Marieluise Beck

Mitglied des Deutschen Bundestags

Antwort der Bundesregierung zu den Ermittlungen zum Todesfall Aleh Bjabenin

Am 3. September 2010 wurde der regimekritische belarussische Journalist Aleh Bjabenin auf seiner Datscha bei Minsk tot aufgefunden. Die Staatsanwaltschaft stellte sehr schnell einen Suizid als Todesursache fest, ermittelt inzwischen aber auch in Richtung eines als Selbstmord fingierten Mordes.

Bereits am 9. September 2010 lud Belarus Experten aus dem OSZE-Raum zur Beteilugung an den Ermittlungen ein. Erst am 25. Oktober trafen zwei Experten aus Norwegen und Schweden in Minsk ein. Bjabenin ist bereits seit Wochen beerdigt, ohne dass eine Obduktion durchgeführt worden wäre.

Angehörige, Freunde und Kollegen bezweifeln einen Suizid als Todesursache und befürchten eine politisch motivierten Mord. Marieluise Beck fragte nach den Gründen für die späte Entsendung der OSZE-Experten und dem Stand der Ermittlungen.
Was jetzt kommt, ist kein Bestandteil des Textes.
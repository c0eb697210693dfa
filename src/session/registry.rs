use std::collections::HashMap;
use std::sync::{Arc, Mutex, MutexGuard, PoisonError};

use thiserror::Error;
use tokio::sync::watch;
use tracing::{debug, warn};

use super::Window;

#[derive(Debug, Error)]
pub enum RegistryError {
    #[error("Window already exists: {0}")]
    AlreadyExists(String),

    #[error("Session has ended, refusing window: {0}")]
    Closed(String),
}

#[derive(Default)]
struct Inner {
    by_title: HashMap<String, Arc<Window>>,
    ended: bool,
}

/// The live windows of a session, keyed by title.
///
/// Every operation takes the one lock for its whole critical section and
/// hands windows out by `Arc`; nothing bound to a window runs while the lock
/// is held. The empty-signal fires once, when the last window goes away or
/// on a forced drain, and after that no window can be added.
pub struct WindowRegistry {
    inner: Mutex<Inner>,
    empty: watch::Sender<bool>,
}

impl WindowRegistry {
    pub fn new() -> Self {
        let (empty, _) = watch::channel(false);
        Self {
            inner: Mutex::new(Inner::default()),
            empty,
        }
    }

    fn lock(&self) -> MutexGuard<'_, Inner> {
        self.inner.lock().unwrap_or_else(PoisonError::into_inner)
    }

    /// Insert a fully built window, unless its title is taken or the
    /// session is over.
    pub fn create(&self, window: Arc<Window>) -> Result<Arc<Window>, RegistryError> {
        let mut inner = self.lock();
        let title = window.title().to_string();
        if inner.ended {
            return Err(RegistryError::Closed(title));
        }
        if inner.by_title.contains_key(&title) {
            return Err(RegistryError::AlreadyExists(title));
        }
        debug!("registered window {:?}", title);
        inner.by_title.insert(title, window.clone());
        Ok(window)
    }

    pub fn find(&self, title: &str) -> Option<Arc<Window>> {
        self.lock().by_title.get(title).cloned()
    }

    /// Forget a window. Returns whether this call ended the session.
    ///
    /// Removing an unknown title is a no-op; teardown and natural exits race.
    pub fn remove(&self, title: &str) -> bool {
        let now_empty = {
            let mut inner = self.lock();
            if inner.by_title.remove(title).is_none() {
                return false;
            }
            debug!("unregistered window {:?}", title);
            if inner.by_title.is_empty() {
                inner.ended = true;
                true
            } else {
                false
            }
        };
        now_empty && self.fire()
    }

    /// Remove every window, close each surface, then end the session no
    /// matter what. Returns whether this call fired the empty-signal.
    pub async fn drain_all(&self) -> bool {
        let drained: Vec<Arc<Window>> = {
            let mut inner = self.lock();
            inner.ended = true;
            inner.by_title.drain().map(|(_, w)| w).collect()
        };

        let closes = drained.iter().map(|window| async move {
            if let Err(e) = window.close().await {
                warn!("Failed to close window {:?}: {:#}", window.title(), e);
            }
        });
        futures::future::join_all(closes).await;

        self.fire()
    }

    fn fire(&self) -> bool {
        let fired = self.empty.send_if_modified(|ended| {
            if *ended {
                false
            } else {
                *ended = true;
                true
            }
        });
        if fired {
            debug!("window registry empty, session over");
        }
        fired
    }

    pub fn has_ended(&self) -> bool {
        *self.empty.borrow()
    }

    /// Resolves once the empty-signal has fired.
    pub async fn wait_empty(&self) {
        let mut rx = self.empty.subscribe();
        // The sender lives in `self`, so the channel cannot close under us.
        let _ = rx.wait_for(|ended| *ended).await;
    }

    #[cfg(test)]
    pub fn subscribe(&self) -> watch::Receiver<bool> {
        self.empty.subscribe()
    }

    pub fn len(&self) -> usize {
        self.lock().by_title.len()
    }

    pub fn is_empty(&self) -> bool {
        self.lock().by_title.is_empty()
    }

    pub fn titles(&self) -> Vec<String> {
        let mut titles: Vec<String> = self.lock().by_title.keys().cloned().collect();
        titles.sort();
        titles
    }
}

impl Default for WindowRegistry {
    fn default() -> Self {
        Self::new()
    }
}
Marieluise Beck (Bremen), BÜNDNIS 90/DIE GRÜNEN:

Was ist nach Kenntnis der Bundesregierung die Ursache für die Verzögerungen bei der Entsendung von kriminologischen Experten aus dem OSZE-Raum zur Aufklärung der Todesumstände des am 3. September 2010 tot aufgefundenen belarussischen Journalisten Aleh Bjabenin, die erst am 26. Oktober 2010 in Minsk eintrafen, obwohl die belarussische Regierung bereits am 9. September 2010 im Rahmen der OSZE Experten aus den Ländern der Organisation zur Teilnahme an den Ermittlungen eingeladen hatte, und was ist nach Kenntnis der Bundesregierung der aktuelle Ermittlungsstand?

Wolf-Ruthart Born, Staatssekretär des Auswärtigen Amts:

Um internationalen Experten Einsichtnahme in die Unterlagen zum Todesfall Bjabenin zu ermöglichen, mussten zunächst Hunderte von Ermittlungsakten ins Englische üebrsetzt werden. Dies hat einige Zeit in Anspruch genommmen, so dass die von der OSZE ensandten Kriminalistikexperten aus Norwegen und Schweden erst am 25. Oktober 2010 einreisen konnten. Vor Ort haben die Experten neben dem Aktenstudium mit den mit dem Fall betrauten belarussischen Ermittlern sowie Verwandten, Freunden und Kollegen Bjabenins gesprochen und den Ort untersucht, an dem Bjabenin tot aufgefudnen wurde.

Die belarussischen Behörden haben die Arbeit der Experten nach deren eiogenen Angaben unterstützt; allen Anfragen, Anfragen, Gesprächs- und Besichtigungswünschen wurde stattgegeben. Ein Abschlussbericht der Expertenmission ist in Vorbereitung. Rahmen und Termin der Veröffentlichung stehen noch nicht fest.

Marieluise Beck (Bremen), BÜNDNIS 90/DIE GRÜNEN:

Wie bewertet die Bundesregierung die Notwendigkeit einer Exhumierung und nachfolgenden Autopsie zur Aufklärung der Todesumstände des am 3. September 2010 in der Nähe von Minsk tot aufgefundenen und bereits bestatteten belarussischen Journalisten Aleh Bjabenin und ist ein solches Vorgehen nach Kenntnis der Bundesregierung geplant?

Wolf-Ruthart Born, Staatssekretär des Auswärtigen Amts:

Eine Exhumierung ist nach Kenntnis der Budnesregierung bisher nicht beabsichtigt. Die Einschätzung der internationalen Experten dazu bleibt abzuwarten.